There was 25% off my favourite coffee this week. I bought a packet — two, actually. I didn’t think: I’ll hold off, perhaps it’ll be even cheaper next week. However, when a company’s share price comes down, we often um and ah about it, wondering whether we might be able to buy at a still lower price if we wait.
The trouble is, there’s no way of knowing what the lowest price will be. But there’s no need to be too greedy. Buying good companies that are “on sale”, because of some macro worries or business stumble, can be highly rewarding, even if you don’t get the very lowest mark-down in the sale.

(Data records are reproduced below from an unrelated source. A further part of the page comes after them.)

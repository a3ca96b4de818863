//! Notification content experiments.
//!
//! Every notification kind is rendered through an experiment: a set of
//! weighted copy variants plus a default. Users are assigned a variant
//! on first contact and keep it for the lifetime of the experiment.

use serde::{Deserialize, Serialize};

use super::user::NotificationKind;

/// One candidate rendering of a notification.
#[derive(Debug, Clone, Serialize, Deserialize)]
pub struct Variant {
    /// Stable variant identifier, unique within its experiment.
    pub id: String,
    /// Title template. `{name}` placeholders are replaced at render time.
    pub title: String,
    /// Body template, same placeholder syntax as `title`.
    pub body: String,
    /// Optional emoji prepended to the rendered title.
    #[serde(default)]
    pub emoji: Option<String>,
    /// Share of users in percent. When absent, the experiment's weight
    /// budget is split evenly across variants.
    #[serde(default)]
    pub weight: Option<f64>,
}

impl Variant {
    /// Create a variant with no emoji and no explicit weight.
    pub fn new(id: impl Into<String>, title: impl Into<String>, body: impl Into<String>) -> Self {
        Self {
            id: id.into(),
            title: title.into(),
            body: body.into(),
            emoji: None,
            weight: None,
        }
    }
}

/// A named experiment over notification copy.
#[derive(Debug, Clone, Serialize, Deserialize)]
pub struct ExperimentDefinition {
    /// Stable experiment identifier, referenced from lead-time config.
    pub id: String,
    /// Notification kind this experiment renders.
    pub kind: NotificationKind,
    /// Candidate variants, in definition order. Order matters: rolls
    /// walk the cumulative weights in this order.
    pub variants: Vec<Variant>,
    /// Variant used when a roll lands past the cumulative weights or a
    /// persisted assignment no longer exists.
    pub default_variant: String,
}

impl ExperimentDefinition {
    /// Look up a variant by id.
    #[must_use]
    pub fn variant(&self, id: &str) -> Option<&Variant> {
        self.variants.iter().find(|v| v.id == id)
    }
}

#[cfg(test)]
mod tests {
    #![allow(clippy::unwrap_used, clippy::expect_used)]

    use super::*;

    fn sample_experiment() -> ExperimentDefinition {
        ExperimentDefinition {
            id: "dinner_reminder_24h".to_owned(),
            kind: NotificationKind::EventReminder,
            variants: vec![
                Variant::new("control", "Dinner tomorrow", "See you at {event}."),
                Variant::new("friendly", "Tomorrow's the day!", "{event} is waiting for you."),
            ],
            default_variant: "control".to_owned(),
        }
    }

    #[test]
    fn variant_lookup_by_id() {
        let experiment = sample_experiment();
        assert_eq!(experiment.variant("friendly").unwrap().id, "friendly");
        assert!(experiment.variant("missing").is_none());
    }

    #[test]
    fn experiment_deserialises_from_toml() {
        let toml = r#"
            id = "dinner_reminder_2h"
            kind = "event_reminder"
            default_variant = "control"

            [[variants]]
            id = "control"
            title = "Starting soon"
            body = "{event} starts at {time}."
            weight = 60.0

            [[variants]]
            id = "urgent"
            title = "Almost time!"
            body = "Head out now for {event}."
            emoji = "🍽️"
            weight = 40.0
        "#;
        let experiment: ExperimentDefinition = toml::from_str(toml).unwrap();
        assert_eq!(experiment.kind, NotificationKind::EventReminder);
        assert_eq!(experiment.variants.len(), 2);
        assert_eq!(experiment.variants[1].emoji.as_deref(), Some("🍽️"));
        assert_eq!(experiment.variants[0].weight, Some(60.0));
    }
}
//! User records as seen by the dispatch engine.

use serde::{Deserialize, Serialize};
use std::collections::BTreeMap;

/// Unique user identifier, assigned by the backing store.
pub type UserId = String;

/// Categories of push notification a user can opt in or out of.
#[derive(Debug, Clone, Copy, PartialEq, Eq, PartialOrd, Ord, Serialize, Deserialize)]
#[serde(rename_all = "snake_case")]
pub enum NotificationKind {
    /// Scheduled reminder ahead of a dinner.
    EventReminder,
    /// A new message in an event chat.
    ChatMessage,
    /// A new dining match was made.
    NewMatch,
}

impl std::fmt::Display for NotificationKind {
    fn fmt(&self, f: &mut std::fmt::Formatter<'_>) -> std::fmt::Result {
        match self {
            Self::EventReminder => write!(f, "event_reminder"),
            Self::ChatMessage => write!(f, "chat_message"),
            Self::NewMatch => write!(f, "new_match"),
        }
    }
}

/// The slice of a user profile the engine needs to deliver pushes.
#[derive(Debug, Clone, Serialize, Deserialize)]
pub struct UserRecord {
    /// Store-assigned identifier.
    pub id: UserId,
    /// Name used when rendering notification templates.
    pub display_name: String,
    /// Device push address. `None` means the user never registered a
    /// device or the token was invalidated.
    #[serde(default)]
    pub push_token: Option<String>,
    /// Per-kind notification preferences. Absent kinds default to
    /// enabled.
    #[serde(default)]
    pub notification_prefs: BTreeMap<NotificationKind, bool>,
    /// Sticky experiment assignments, keyed by experiment id.
    #[serde(default)]
    pub variant_assignments: BTreeMap<String, String>,
}

impl UserRecord {
    /// Create a user with no device token and default preferences.
    pub fn new(id: impl Into<String>, display_name: impl Into<String>) -> Self {
        Self {
            id: id.into(),
            display_name: display_name.into(),
            push_token: None,
            notification_prefs: BTreeMap::new(),
            variant_assignments: BTreeMap::new(),
        }
    }

    /// Returns `true` if the user accepts notifications of this kind.
    #[must_use]
    pub fn allows(&self, kind: NotificationKind) -> bool {
        self.notification_prefs.get(&kind).copied().unwrap_or(true)
    }
}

Rio Tinto (LSE: RIO), Rolls-Royce (LSE: RR) and Hunting (LSE: HTG) are currently on sale, and have spectacular recovery potential for patient, long-term investors.
Rio Tinto
Mining giant Rio Tinto hasn’t done a lot wrong under chief executive Sam Walsh, who took the reins in 2013. But the industry is cyclical, and the company’s revenue has fallen due to prevailing low metals prices. The shares have been whacked, too. The price reached a post-financial-crisis high of over £46 in 2011; today, you can buy at under £24.
Rio is one of the world’s lowest-cost iron ore producers. By ramping up volumes — as it has been doing — it can partially offset weak prices. Higher-cost producers can’t compete and in time supply will be taken out of the market and prices will rise again.
Rio offers a compensatory 5.9% prospective dividend yield to investors today, who are willing to wait for the cyclical upturn. In fact, earnings declines are expected to bottom out this year, with analysts forecasting low double-digit growth for 2016, putting Rio on a forward P/E of 14 and giving the shares substantial potential upside for the longer term.
Hunting
Turning to another natural resources industry, shareholders of oil companies haven’t had much to sing about over the last year, with the dramatic decline in the price of black gold. The share performance of supermajors, such as Shell and BP, has been disappointing enough, but can’t compare with the wholesale cratering of share prices seen at companies in the oil equipment and services industry.
Hunting has been one of the hardest hit, mainly because most of its peers have some diversification in other industries. Hunting’s shares were trading not far off £9 last summer, but are changing hands for less than £5, as I write.
Earlier this month Hunting reported a 76% decrease in profit from operations in the first five months of the year, and analysts see little improvement through to the end of the year. However, forecasts are brighter for 2016 to the extent that Hunting trades on a price-to-earnings growth (PEG) ratio of just 0.3. With a PEG of 1 indicating fair value, Hunting’s rating implies considerable upside potential for the shares from their current level.
Rolls-Royce
One of Britain’s premier, world-renowned businesses, Rolls-Royce has been in the wars of late. It wasn’t so long ago that investors couldn’t get enough of the aerospace firm’s shares, pushing the price up to over £12. As I’m writing, the shares are trading at a new multi-year low of under £7.40.
Earlier this month, Rolls-Royce issued a third profit warning in just over a year. The company blamed lower oil prices (its marine division does much business with the offshore oil industry) and order issues relating to the transition from Trent 700 jet engines to the new Trent 7000.
Rolls-Royce is a quality business, and, as the company says, there are drivers for “significant revenue growth over the next ten years”. There’s an old stock market adage that profit warnings come in threes and, with Rolls-Royce having put three behind it, now could be the perfect time for patient, long-term investors to catch this “falling knife”.